Tuesday, 5 March 2013

Spotlight On Laetitia Hubert


Ask your run of the mill skating fan who Laetitia Hubert is and the run of the mill story you'll hear goes something like this: "OH YEAH! In 1992 in Albertville she skated a wonderful short program and fell seventeen times or something like that in the free skate and they called her The Human Zamboni. Get it? Human Zamboni?" 


That vignette has been passed down as through skating history but the fact of the matter is that there is so much more to this French star's story than one memorable implosion. Laetitia Hubert joined an elite club of skaters when she competed at four consecutive Winter Olympic Games in 1992, 1994, 1998 and 2002. In a career spanning two decades, the French firecracker competed at nine World Championships, seven European Championships, won two French national titles and entering countless international competitions, showcasing her incredible power, avant garde style and competitive spirit in every one of her outings.


They say the skaters we remember are not always the ones to win the gold medals, and Laetitia certainly exemplified this statement. As touched on earlier, with a flawless original program at the 1992 Olympics in her home country, her skating certainly caught the media and skating community's eyes and came into the international consciousness. Although she faltered with a disastrous free skate effort at those Games, she rebounded to finish fourth at the following World Championships. She went on to finish in the top ten at the World Championships four more times including another fourth place finish in 1998 - right after another disastrous Olympic setback. Detect a theme here?




Although at times inconsistent, Laetitia's trademark speed and very original and edgy programs spanned everything from the music of Dead Can Dance to "The Last Emperor" soundtrack, classical and tango music, jazz, movie soundtracks and even her iconic 1998/1999 free skate where she portrayed a prostitute on drugs. She was never afraid of trying new things or taking risks, attacking triple/triple combinations at a time many competitors were labouring with triple/doubles. 

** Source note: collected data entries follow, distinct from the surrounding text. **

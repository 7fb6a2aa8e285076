use rust_decimal::{Decimal, RoundingStrategy};

/// Format a decimal as a money amount with thousands separators: 1,234.56
pub fn money(val: Decimal) -> String {
    let negative = val.is_sign_negative() && !val.is_zero();
    let rounded = val
        .abs()
        .round_dp_with_strategy(2, RoundingStrategy::MidpointAwayFromZero);
    let cents = format!("{rounded:.2}");
    let (int_part, dec_part) = cents.split_once('.').unwrap_or((cents.as_str(), "00"));

    let mut with_commas = String::new();
    for (i, c) in int_part.chars().rev().enumerate() {
        if i > 0 && i % 3 == 0 {
            with_commas.push(',');
        }
        with_commas.push(c);
    }
    let with_commas: String = with_commas.chars().rev().collect();

    if negative {
        format!("-{with_commas}.{dec_part}")
    } else {
        format!("{with_commas}.{dec_part}")
    }
}

pub fn format_bytes(bytes: u64) -> String {
    const KIB: f64 = 1024.0;
    let b = bytes as f64;
    if b < KIB {
        format!("{bytes} B")
    } else if b < KIB * KIB {
        format!("{:.1} KiB", b / KIB)
    } else {
        format!("{:.1} MiB", b / (KIB * KIB))
    }
}

#[cfg(test)]
mod tests {
    use super::*;
    use std::str::FromStr;

    fn d(s: &str) -> Decimal {
        Decimal::from_str(s).unwrap()
    }

    #[test]
    fn test_money_formatting() {
        assert_eq!(money(d("1234.56")), "1,234.56");
        assert_eq!(money(d("-500")), "-500.00");
        assert_eq!(money(d("0")), "0.00");
        assert_eq!(money(d("1000000.99")), "1,000,000.99");
        assert_eq!(money(d("42.1")), "42.10");
        assert_eq!(money(d("0.005")), "0.01");
    }

    #[test]
    fn test_format_bytes() {
        assert_eq!(format_bytes(512), "512 B");
        assert_eq!(format_bytes(2048), "2.0 KiB");
        assert_eq!(format_bytes(5 * 1024 * 1024), "5.0 MiB");
    }
}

One of Laetitia's greatest challenges was at home. Although she won her pair of French national titles in 1998 and 1999, 
she was competing in an era where there was an incredible amount of depth in French ladies skating. Surya Bonaly and Vanessa Gusmeroli - world medallists both - and other talented skaters such as Marie-Pierre Leray gave her a run for money at every turn. She was phased less than she was painted as being phased though. A win at the 1997 Trophee Lalique Grand Prix event in her home country over Tara Lipinski just months before Tara won her Olympic title, certainly showcased her potential and if you sit down and watch most of her performances during her final season as an "amateur" skater in 2002, I think you'll be pleasantly surprised by how she didn't quit when the going got tough as she did at the 1998 Nagano Games.

One of my greatest joys - as a huge fan of this skater AND Liz Manley - was seeing BOTH of them perform for the first time in years at the 2011 Caesar's Tribute show. Joining them were such skating stars as Nicole Bobek and Yuka Sato. It was certainly a great throwback to a different era.




What made Laetitia Hubert the kind of skater I still remember and absolutely still adore watching was the fire in her, even after so many rough skates. She had something special in her, she knew it, and she never gave up. Laetitia is now married, coaches in Albertville, France, is a technical specialist and still performs occasionally. Not nearly enough as far as I'm concerned!